Opinion
2:21-cr-20011-MSN-cgc
08-26-2022
UNITED STATES OF AMERICA, Plaintiff, v. KEVIN OLANDO OMBISI, and ERIC BERNARD RUSSELL, JR., a/k/a “Yo yo,” a/k/a, “Big Bro,” Defendants.
ORDER ADOPTING REPORT AND RECOMMENDATION
MARK S. NORRIS, UNITED STATES DISTRICT JUDGE
Before the Court is Magistrate Judge Charmaine G. Claxton's Report and Recommendation (“Report”), entered April 22, 2022. (ECF No. 133.) The Report recommends that Defendant Kevin O. Ombisi's (“Ombisi”) Motion to Suppress [Evidence] Obtained Pursuant to Search and Seizure Warrant for Priority [Mail] Parcel 9405511699000517811079, (ECF Nos. 110 & 111) (“Fleetwood Parcel”), be denied.

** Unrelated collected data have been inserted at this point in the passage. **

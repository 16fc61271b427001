/// Quick sort with a Lomuto partition around the last element. Not stable.
///
/// Only the smaller side of each partition is sorted recursively, the larger side is handled
/// by the loop, which keeps the recursion depth logarithmic.
pub fn quick_sort<T: PartialOrd>(arr: &mut [T]) {
    log::debug!("Quick sorting {} elements", arr.len());
    sort_partition(arr);
}

fn sort_partition<T: PartialOrd>(mut arr: &mut [T]) {
    while arr.len() > 1 {
        let pivot = partition(arr);
        let (left, right) = std::mem::take(&mut arr).split_at_mut(pivot);
        let right = &mut right[1..];
        if left.len() < right.len() {
            sort_partition(left);
            arr = right;
        } else {
            sort_partition(right);
            arr = left;
        }
    }
}

/// Moves everything not greater than the pivot to its left and returns the pivot's final index.
fn partition<T: PartialOrd>(arr: &mut [T]) -> usize {
    let high = arr.len() - 1;
    let mut i = 0;
    for j in 0..high {
        if arr[j] <= arr[high] {
            arr.swap(i, j);
            i += 1;
        }
    }
    arr.swap(i, high);
    log::trace!("Partitioned {} elements around position {i}", arr.len());
    i
}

Ombisi objected to the Report on May 6, 2022. (ECF No. 139.) For the reasons below, the Report is ADOPTED, and the Motion is DENIED.
STANDARD OF REVIEW
Under 28 U.S.C. § 636(b)(1)(B) and Federal Rule of Criminal Procedure 59, a district court may refer a motion to suppress to a magistrate judge for the preparation of a report and recommendation. “The magistrate judge must promptly conduct the required proceedings and enter on the record a recommendation for disposing of the matter, including any proposed findings of fact.” Fed. R. Crim. P. 59(b)(1). Should a party file timely objections to the recommendation, the district court must consider those objections de novo and “accept, reject, or modify the recommendation.” Fed. R. Crim. P. 59(b)(3). Failure to object to a magistrate judge's findings or conclusions results in waiver of those objections. Fed. R. Crim. P. 59(b)(2).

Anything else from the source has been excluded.